― 深煎りコーヒーに合う一冊 ―
『82年生まれ、キム・ジヨン』
TASTE / 本の味わい
- 誕生から育児までに積み重なる、見過ごされがちな不平等
- 一人の女性の人生と統計資料が重なる、記録のような語り
- 「当たり前」として受け流されてきた言葉や選択への問い
RECOMMEND / こんな時におすすめ
- 仕事・結婚・出産をめぐる女性の生きづらさを、物語として考えたい時
- 身近な会話や慣習の中にあるジェンダーの偏りを見つめ直したい時
- 自分や家族が当然だと思ってきた役割について、立ち止まって考えたい時
主人公のキム・ジヨンは、ある日突然、自分の母親や友人になりきったような口調で話すようになります。異変を心配した夫に勧められて精神科を受診し、物語は彼女の誕生から学生時代、就職、結婚、出産、育児までをたどっていきます。

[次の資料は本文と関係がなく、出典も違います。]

//! Fake data provider
//!
//! Supplies the human-looking strings of a generated character (names and
//! avatar links). [`NameBank`] draws from built-in name tables.

use crate::random::RandomSource;

/// Source of synthetic names and avatar references
pub trait FakeData: Send + Sync {
    fn first_name(&self, rng: &dyn RandomSource) -> String;

    fn last_name(&self, rng: &dyn RandomSource) -> String;

    /// Opaque avatar image reference
    fn avatar_url(&self, rng: &dyn RandomSource) -> String;
}

const FIRST_NAMES: &[&str] = &[
    "Ada", "Alba", "Alejandro", "Amara", "Andrés", "Aria", "Bruno", "Camila", "Carlos",
    "Clara", "Dante", "Diego", "Elena", "Emma", "Enzo", "Esteban", "Eva", "Felipe", "Gael",
    "Greta", "Hugo", "Inés", "Iris", "Iván", "Jade", "Javier", "Julia", "Kai", "Lara",
    "Leo", "Lucía", "Luna", "Marco", "Martina", "Mateo", "Nadia", "Nico", "Noa", "Olivia",
    "Omar", "Pablo", "Paula", "Rafael", "Rosa", "Sara", "Santiago", "Sofía", "Tomás",
    "Valeria", "Víctor", "Ximena", "Yago", "Zoe",
];

const LAST_NAMES: &[&str] = &[
    "Acosta", "Blanco", "Castillo", "Delgado", "Espinoza", "Fernández", "García", "Guerrero",
    "Herrera", "Ibarra", "Jiménez", "Lozano", "Medina", "Navarro", "Ortega", "Pérez",
    "Quintero", "Ramírez", "Salazar", "Torres", "Uribe", "Vargas", "Vega", "Zamora",
];

const AVATAR_BASE: &str = "https://avatars.githubusercontent.com/u/";

/// Name tables bundled with the crate
#[derive(Debug, Clone, Copy, Default)]
pub struct NameBank;

impl FakeData for NameBank {
    fn first_name(&self, rng: &dyn RandomSource) -> String {
        FIRST_NAMES[rng.index(FIRST_NAMES.len())].to_string()
    }

    fn last_name(&self, rng: &dyn RandomSource) -> String {
        LAST_NAMES[rng.index(LAST_NAMES.len())].to_string()
    }

    fn avatar_url(&self, rng: &dyn RandomSource) -> String {
        format!("{}{}", AVATAR_BASE, rng.range(1, 99_999_999))
    }
}
//! Multiverse Server Binary
//!
//! Starts the HTTP server for Multiverse.

use std::sync::Arc;

use clap::Parser;
use multiverse::network::Server;
use multiverse::{Config, Engine, StorageFormat};
use tracing_subscriber::{fmt, EnvFilter};

/// Multiverse Server
#[derive(Parser, Debug)]
#[command(name = "multiverse-server")]
#[command(about = "Character store with generation, search, statistics and battles")]
#[command(version)]
struct Args {
    /// Data directory
    #[arg(short, long, env = "MULTIVERSE_DATA_DIR", default_value = "./multiverse_data")]
    data_dir: String,

    /// Listen address (host:port)
    #[arg(short, long, env = "MULTIVERSE_LISTEN", default_value = "127.0.0.1:3001")]
    listen: String,

    /// Port override (replaces the port of --listen)
    #[arg(short, long, env = "PORT")]
    port: Option<u16>,

    /// Storage format: json or snapshot
    #[arg(short, long, env = "MULTIVERSE_STORAGE", default_value = "json")]
    storage: StorageFormat,

    /// Comma-separated CORS origins ("*" allows any)
    #[arg(long, env = "MULTIVERSE_CORS_ORIGINS", default_value = "*")]
    cors_origins: String,

    /// Seed for dice and generated records
    #[arg(long)]
    seed: Option<u64>,
}

#[tokio::main]
async fn main() {
    // Initialize tracing/logging
    let filter = EnvFilter::try_from_default_env()
        .unwrap_or_else(|_| EnvFilter::new("info,multiverse=debug,tower_http=debug"));

    fmt()
        .with_env_filter(filter)
        .with_target(true)
        .with_thread_ids(true)
        .init();

    let args = Args::parse();
    let listen = with_port(&args.listen, args.port);

    tracing::info!("Multiverse Server v{}", multiverse::VERSION);
    tracing::info!("Data directory: {}", args.data_dir);
    tracing::info!("Storage format: {}", args.storage);

    // Build config from args
    let config = Config::builder()
        .data_dir(&args.data_dir)
        .storage_format(args.storage)
        .listen_addr(listen)
        .cors_allowed_origins(&args.cors_origins)
        .random_seed(args.seed)
        .build();

    // Open engine (blocking file I/O, done before the server starts)
    let engine = match Engine::open(config.clone()) {
        Ok(e) => Arc::new(e),
        Err(e) => {
            tracing::error!("Failed to open engine: {}", e);
            std::process::exit(1);
        }
    };

    tracing::info!(characters = engine.len(), "Engine initialized successfully");

    let server = Server::new(config, engine);
    if let Err(e) = server.run().await {
        tracing::error!("Server error: {}", e);
        std::process::exit(1);
    }

    tracing::info!("Server stopped");
}

/// Replace the port of `listen` when `port` is given
fn with_port(listen: &str, port: Option<u16>) -> String {
    match port {
        Some(port) => {
            let host = listen.rsplit_once(':').map_or(listen, |(host, _)| host);
            format!("{}:{}", host, port)
        }
        None => listen.to_string(),
    }
}
//! Store Module
//!
//! In-memory character collection with query support.
//!
//! ## Responsibilities
//! - Keep characters in insertion order
//! - Create / read / update / delete by id (first match wins)
//! - Conjunctive filtering by category and power-level bounds
//! - Flush the whole collection to [`Storage`](crate::storage::Storage)
//!   after every mutation

mod character_store;
mod query;

pub use character_store::CharacterStore;
pub use query::{CharacterQuery, QueryParams};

弟が優先される家庭、女の子だからと行動を狭められる学校、能力があっても男性が先に評価される職場。どれも大きな事件ではないからこそ、本人も周囲も「そういうもの」と受け流してしまいます。けれど、その小さな積み重ねが、ジヨンの選択や生き方を少しずつ狭めていったことが見えてきます。
韓国の物語なのに、家庭や学校、職場で交わされる言葉の多くが、遠い国の出来事とは思えませんでした。自分も似た場面を見過ごしてこなかったか、当たり前だと思ってきたことは本当に公平だったのか。深煎りコーヒーを飲みながら、身近な暮らしに置き換えて考えてみたくなる作品です。